Jetson AI Lab - ML DevOps, Containers, Core Inferencing

4/2/24 - TensorRT-LLM support on Jetson

  • As detailed in the posts above, now that we have access to latest CUDA and the ability to rebuild all the other downstream packages we need, we may be able to build mainline TensorRT-LLM (hopefully without much patching required). This is an ongoing effort in coordination with the TensorRT team that we are excited about, in order to provide edge-to-cloud compatibility with other NVIDIA production workflows, NeMo megatron models, and deploying NIM microservices to the edge.

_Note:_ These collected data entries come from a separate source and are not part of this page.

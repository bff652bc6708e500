use anyhow::Context;
use serde::{Deserialize, Serialize};
use std::collections::BTreeMap;
use std::path::Path;

use crate::error::StoreError;
use crate::{org, roster};

/// Per-user violation counters. `counts` is an open label set keyed by the
/// violation type string (e.g. `face_outside_webcam_frame`,
/// `eye_outside_frame`); flattened so each label sits next to `name` in the
/// serialized form.
#[derive(Debug, Clone, Serialize, Deserialize)]
pub struct UserCounters {
    pub name: String,
    #[serde(flatten)]
    pub counts: BTreeMap<String, u64>,
}

/// The full counters snapshot for one organization, keyed by user ID.
pub type Summary = BTreeMap<String, UserCounters>;

fn load(data_dir: &Path, org_id: &str) -> anyhow::Result<Summary> {
    let path = org::counters_path(data_dir, org_id);
    if !path.is_file() {
        return Ok(Summary::new());
    }
    let text = std::fs::read_to_string(&path)
        .with_context(|| format!("failed to read counters {}", path.to_string_lossy()))?;
    serde_json::from_str(&text)
        .with_context(|| format!("counters {} is invalid JSON", path.to_string_lossy()))
}

/// Outcome of recording one violation: the resolved display name and the new
/// count for that `(user, violation_type)` pair.
#[derive(Debug, Clone)]
pub struct Recorded {
    pub name: String,
    pub count: u64,
}

/// Increments the counter for `(user_id, violation_type)` and persists the
/// updated snapshot before returning. The organization is provisioned lazily:
/// client agents report against an ID handed to them out of band, so a fresh
/// ID simply starts a fresh counters file.
///
/// Callers that can race on the same organization must serialize around this
/// read-modify-write (the HTTP layer holds a per-org lock).
pub fn record_violation(
    data_dir: &Path,
    org_id: &str,
    user_id: &str,
    violation_type: &str,
) -> Result<Recorded, StoreError> {
    let user_id = user_id.trim();
    let violation_type = violation_type.trim();
    if user_id.is_empty() {
        return Err(StoreError::invalid("missing user_id"));
    }
    if violation_type.is_empty() {
        return Err(StoreError::invalid("missing type"));
    }
    // "name" is reserved for the display-name field in the snapshot.
    if violation_type == "name" {
        return Err(StoreError::invalid("invalid violation type"));
    }
    org::validate_org_id(org_id)?;
    org::provision(data_dir, org_id)?;

    let mut summary = load(data_dir, org_id)?;
    let entry = summary
        .entry(user_id.to_string())
        .or_insert_with(|| UserCounters {
            name: roster::lookup_name(data_dir, org_id, user_id),
            counts: BTreeMap::new(),
        });
    let count = entry.counts.entry(violation_type.to_string()).or_insert(0);
    *count += 1;
    let recorded = Recorded {
        name: entry.name.clone(),
        count: *count,
    };

    org::write_json_atomic(&org::counters_path(data_dir, org_id), &summary)?;
    Ok(recorded)
}

/// Full snapshot for the pull path. An organization with no recorded
/// violations (or one that was never provisioned) yields an empty summary,
/// not an error.
pub fn get_summary(data_dir: &Path, org_id: &str) -> Result<Summary, StoreError> {
    org::validate_org_id(org_id)?;
    Ok(load(data_dir, org_id)?)
}

/// Clears all counters for the organization. Explicit admin action; never a
/// side effect of a read.
pub fn reset_summary(data_dir: &Path, org_id: &str) -> Result<(), StoreError> {
    org::validate_org_id(org_id)?;
    org::provision(data_dir, org_id)?;
    org::write_json_atomic(&org::counters_path(data_dir, org_id), &Summary::new())?;
    Ok(())
}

  • TensorRT-LLM will be integrated into NanoLLM as another API backend, in addition to MLC. MLC/TVM already achieves greater than 95% peak Orin performance/efficiency on Llama (as shown in the Benchmarks on Jetson AI Lab), so performance-wise we’re already in a great place - however TensorRT-LLM will be good to have for the aforementioned compatibility reasons and production-grade support. For now, continue using the NanoLLM APIs to provide a seamless transition to TensorRT-LLM once it’s enabled, and to gain all the support for multimodality and I/O streaming in NanoLLM.

  • This is all subject to change regarding TensorRT-LLM depending on the outcomes of these ongoing engineering efforts. Once TensorRT 10 soon becomes available for Jetson, I will begin work shortly on attempting to compile the latest TensorRT-LLM for Jetson against CUDA 12.4 and TRT10. Assuming success, from there binaries can be provided through jetson-containers and the pip server, and further integration work with NanoLLM and other projects can proceed.